TL;DR
SGLang launches Encoder-Prefill-Decode (EPD) disaggregation architecture, separating vision encoding from language processing in Vision Language Models (VLMs), achieving the following advantages:
- Independent vision encoding capacity scaling: Encoder servers can scale horizontally without affecting language model deployment, optimizing resource utilization for vision-intensive workloads.

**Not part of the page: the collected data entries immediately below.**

//! Client config loader (strict parsing).

pub mod schema;

use std::fs;

use disgordian_core::error::{DisgordianError, Result};

pub use schema::{ClientConfig, GatewaySection, IdentitySection};

pub fn load_from_file(path: &str) -> Result<ClientConfig> {
    let s = fs::read_to_string(path)
        .map_err(|e| DisgordianError::Config(format!("read config failed ({path}): {e}")))?;
    load_from_str(&s)
}

pub fn load_from_str(s: &str) -> Result<ClientConfig> {
    let cfg: ClientConfig = serde_yaml::from_str(s)
        .map_err(|e| DisgordianError::Config(format!("invalid yaml: {e}")))?;
    cfg.validate()?;
    Ok(cfg)
}
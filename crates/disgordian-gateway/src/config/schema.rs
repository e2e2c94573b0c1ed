use serde::Deserialize;
use disgordian_core::error::{DisgordianError, Result};

#[derive(Debug, Clone, Deserialize)]
#[serde(deny_unknown_fields)]
pub struct ClientConfig {
    pub version: u32,

    pub gateway: GatewaySection,

    pub identity: IdentitySection,
}

impl ClientConfig {
    pub fn validate(&self) -> Result<()> {
        if self.version != 1 {
            return Err(DisgordianError::Config(format!(
                "unsupported config version {}",
                self.version
            )));
        }

        self.gateway.validate()?;
        self.identity.validate()?;

        Ok(())
    }
}

#[derive(Debug, Clone, Deserialize)]
#[serde(deny_unknown_fields)]
pub struct GatewaySection {
    /// Resolved gateway endpoint (`wss://...`), without query.
    pub url: String,

    #[serde(default = "default_protocol_version")]
    pub protocol_version: u32,

    #[serde(default = "default_encoding")]
    pub encoding: String,

    /// Capacity of the internal heartbeat/housekeeping queue.
    #[serde(default = "default_outbound_capacity")]
    pub outbound_capacity: usize,

    /// How long queued application frames may take to flush on shutdown.
    #[serde(default = "default_drain_timeout_ms")]
    pub drain_timeout_ms: u64,
}

impl GatewaySection {
    pub fn validate(&self) -> Result<()> {
        if !(self.url.starts_with("ws://") || self.url.starts_with("wss://")) {
            return Err(DisgordianError::Config(
                "gateway.url must start with ws:// or wss://".into(),
            ));
        }
        if !(1..=10).contains(&self.protocol_version) {
            return Err(DisgordianError::Config(
                "gateway.protocol_version must be between 1 and 10".into(),
            ));
        }
        if self.encoding != "json" {
            return Err(DisgordianError::Config(
                "gateway.encoding must be \"json\"".into(),
            ));
        }
        if self.outbound_capacity == 0 {
            return Err(DisgordianError::Config(
                "gateway.outbound_capacity must be at least 1".into(),
            ));
        }
        if self.drain_timeout_ms > 30_000 {
            return Err(DisgordianError::Config(
                "gateway.drain_timeout_ms must be at most 30000".into(),
            ));
        }
        Ok(())
    }

    /// Endpoint with the protocol-version query appended.
    pub fn connect_url(&self) -> String {
        let sep = if self.url.contains('?') { '&' } else { '?' };
        format!(
            "{}{}v={}&encoding={}",
            self.url, sep, self.protocol_version, self.encoding
        )
    }
}

fn default_protocol_version() -> u32 {
    5
}
fn default_encoding() -> String {
    "json".into()
}
fn default_outbound_capacity() -> usize {
    64
}
fn default_drain_timeout_ms() -> u64 {
    2000
}

#[derive(Debug, Clone, Deserialize)]
#[serde(deny_unknown_fields)]
pub struct IdentitySection {
    pub token: String,

    #[serde(default = "default_os")]
    pub os: String,

    #[serde(default = "default_client_name")]
    pub browser: String,

    #[serde(default = "default_client_name")]
    pub device: String,

    #[serde(default)]
    pub compress: bool,

    #[serde(default = "default_large_threshold")]
    pub large_threshold: u32,

    #[serde(default = "default_shard")]
    pub shard: [u32; 2],
}

impl IdentitySection {
    pub fn validate(&self) -> Result<()> {
        if self.token.trim().is_empty() {
            return Err(DisgordianError::Config("identity.token must not be empty".into()));
        }
        // payload compression is not decoded by the session
        if self.compress {
            return Err(DisgordianError::Config(
                "identity.compress is not supported".into(),
            ));
        }
        if !(50..=250).contains(&self.large_threshold) {
            return Err(DisgordianError::Config(
                "identity.large_threshold must be between 50 and 250".into(),
            ));
        }
        let [index, count] = self.shard;
        if count == 0 || index >= count {
            return Err(DisgordianError::Config(
                "identity.shard must be [index, count] with index < count".into(),
            ));
        }
        Ok(())
    }
}

fn default_os() -> String {
    "linux".into()
}
fn default_client_name() -> String {
    "disgordian".into()
}
fn default_large_threshold() -> u32 {
    250
}
fn default_shard() -> [u32; 2] {
    [0, 1]
}
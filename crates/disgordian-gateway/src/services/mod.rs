//! Built-in event handlers.

pub mod channel;
pub mod log;

pub use channel::ChannelHandler;
pub use log::LogEventHandler;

- Compatible with existing PD disaggregation: EPD combines with Prefill-Decode disaggregation to form a complete three-tier architecture.
- Flexible transport backends: Supports multiple transport mechanisms including ZMQ and Mooncake, adapting to different deployment scenarios.
- Vision embedding caching: Frequently used images can be cached on encoder servers, avoiding repeated ViT computations and reducing network transfer overhead.
EPD shows significant effectiveness in image-intensive scenarios (e.g., multi-image inputs) where vision encoding is the main bottleneck. Through EPD, request TTFT is dramatically reduced under load, with latency approximately 6-8x lower compared to colocated solutions (at 1 QPS). In image-sparse scenarios, additional network latency may lead to higher TTFT.
Introduction
Vision Language Models (VLMs) such as Qwen2.5-VL and Llama-Vision integrate visual understanding with language generation but face unique scaling challenges:
- Heterogeneous computational requirements: Vision encoding (CNN/ViT) and language decoding (Transformer) have different computational patterns.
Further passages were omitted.